Девичья фамилия - Аврора Тамиджо
– Все, что не нужно, оскорбляет Господа и должно быть выброшено.
Хотя от Санта-Анастасии до Сан-Ремо-а-Кастеллаццо было всего несколько километров, когда Патриция впервые надела свою светло-серую форму, ей показалось, что она страшно далеко от дома. О нем напоминали только красные буквы, вышитые Сельмой на жакете. Она обнаружила, что жалеет даже о своих красных платьях, таких же как голубые платья Лавинии. Первым делом она начала скучать по сестре: теперь, когда больше не нужно было беспокоиться о ее разбитых коленках, Патриция чувствовала себя так, будто потеряла цель в жизни. Кто знает, вспомнит ли ее Лавиния после долгой разлуки: она маленькая и не слишком смышленая, того и гляди забудет. В тот вечер во время ужина за столом было множество незнакомых лиц, чьи обладательницы смотрели на нее без всякого интереса или, наоборот, слишком настойчиво. Патриция усвоила, что нужно молчать и сидеть прямо, сжав под столом колени и прижав локти к телу; с каждой ложкой безвкусного картофельного супа она все больше тосковала по бабушке. Но хуже всего пришлось в первую ночь, под одеялом; свет погасили в то время, когда дома Патриция обычно еще только помогала убирать со стола. Она не только не хотела спать – в одной комнате с ней находились еще девятнадцать девочек, и звук их дыхания был невыносим, как и похожие на тиканье настенных часов шаги монахинь, которые, как солдаты, расхаживали под дверью дортуара. Из зарешеченного окна рядом с кроватью падали на пол длинные грозные тени. Дома, за исключением зимы, мать всегда оставляла окна открытыми, чтобы впустить теплый воздух, и, если бы Патриция в этот вечер в начале сентября вдруг оказалась в своей комнате, она почувствовала бы, что со двора тянет запахом табака дяди Фернандо, и, возможно, услышала бы, как он беседует с Санти за столом из орехового дерева. Отец ведь предупреждал ее, чтобы она не уезжала в школу-пансион.

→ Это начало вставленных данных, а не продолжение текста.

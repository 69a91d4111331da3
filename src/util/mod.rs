//! Utility functions for common operations.
//!
//! - **Text**: terminal width, truncation, wrapping and control-character
//!   stripping for server-provided strings
//! - **URLs**: validation before anything is handed to the system browser

mod text;
mod url_validator;

pub use text::{display_width, strip_control_chars, truncate_to_width, wrapped_rows};
pub use url_validator::{validate_url, validate_url_for_open, UrlValidationError};

/// Maximum allowed search query length, in characters.
pub const MAX_SEARCH_QUERY_LENGTH: usize = 256;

– Ну и глупая же ты, – услышала Патриция голос Санти в своей голове. – Теперь тебе придется навсегда остаться тут, с монахинями. Глупая, глупая.

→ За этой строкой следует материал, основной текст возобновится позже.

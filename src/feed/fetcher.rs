use super::query::QueryContext;
use std::future::Future;
use thiserror::Error;

/// Failure taxonomy for a page fetch.
///
/// The controller treats all three the same way (the feed moves to `Error`
/// and can be retried); the distinction only drives user-facing messages.
#[derive(Debug, Clone, PartialEq, Eq, Error)]
pub enum FetchError {
    /// Connection, DNS, TLS, timeout or body-read failure.
    #[error("Network error: {0}")]
    Transport(String),
    /// Non-success HTTP status.
    #[error("HTTP error: status {0}")]
    Server(u16),
    /// Payload did not match the expected shape.
    #[error("Malformed response: {0}")]
    Decode(String),
}

/// Discriminant of [`FetchError`], kept in feed state as `last_error`.
#[derive(Debug, Clone, Copy, PartialEq, Eq)]
pub enum ErrorKind {
    Transport,
    Server,
    Decode,
}

impl FetchError {
    pub fn kind(&self) -> ErrorKind {
        match self {
            Self::Transport(_) => ErrorKind::Transport,
            Self::Server(_) => ErrorKind::Server,
            Self::Decode(_) => ErrorKind::Decode,
        }
    }

    /// Message suitable for the status bar or an error panel.
    pub fn user_message(&self) -> String {
        match self {
            Self::Transport(_) => "Could not reach the server. Check your connection.".to_string(),
            Self::Server(status) => format!("The server returned an error (status {})", status),
            Self::Decode(_) => "The server sent a response we could not read".to_string(),
        }
    }
}

/// Source of feed pages.
///
/// `page` is 1-based. An empty `Vec` is the end-of-data signal, not an
/// error. Implementations own their timeouts and must eventually resolve.
pub trait PageFetcher<R>: Send + Sync {
    fn fetch_page(
        &self,
        context: &QueryContext,
        page: u32,
    ) -> impl Future<Output = Result<Vec<R>, FetchError>> + Send;
}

Первые несколько месяцев дались ей тяжело.
Монахиню, присматривавшую за дортуаром Патриции, звали сестрой Анжеликой, и это ангельское имя ей совершенно не подходило. Она прохаживалась между столами, проверяя – вдруг кто-то ест слишком много или слишком мало или вообще не ест. Она присутствовала на всех уроках и сидела в конце класса на высоком табурете. Она следила за девочками в саду, в швейных мастерских, в библиотеке, на скамьях для богослужений. Именно она каждый вечер в восемь тридцать объявляла, что свет в дортуаре пора гасить. Если она замечала, что кто-то не ест, разбрасывает еду или объедается, если слышала, что какая-нибудь девочка говорит во время урока, когда ее не спрашивают, если во время дневной работы видела, что кто-то отлынивает или хитрит, если обнаруживала, что какая-то девочка не спит после отбоя, то подходила и зловеще спокойным голосом говорила:
– Встань, благословенное дитя.
После чего с неизменным спокойствием уводила несчастную за собой в часовню мученицы Анастасии и заставляла встать на колени перед золотым алтарным образом святой. Там сестра Анжелика снимала с пояса четки – длиной с вожжу, из деревянных шариков размером с оливку, – и стегала ими по спине тех, кто плохо себя вел. Десять или двадцать ударов, в зависимости от тяжести проступка, и потом еще нужно было стоять на коленях со сложенными руками, глядя в глаза мученице Анастасии, столько, сколько сестра Анжелика сочтет уместным. Но не это было самым страшным наказанием. Тех, кто вел себя особенно плохо, отправляли в кабинет матушки Сальватриче, матери настоятельницы монастыря.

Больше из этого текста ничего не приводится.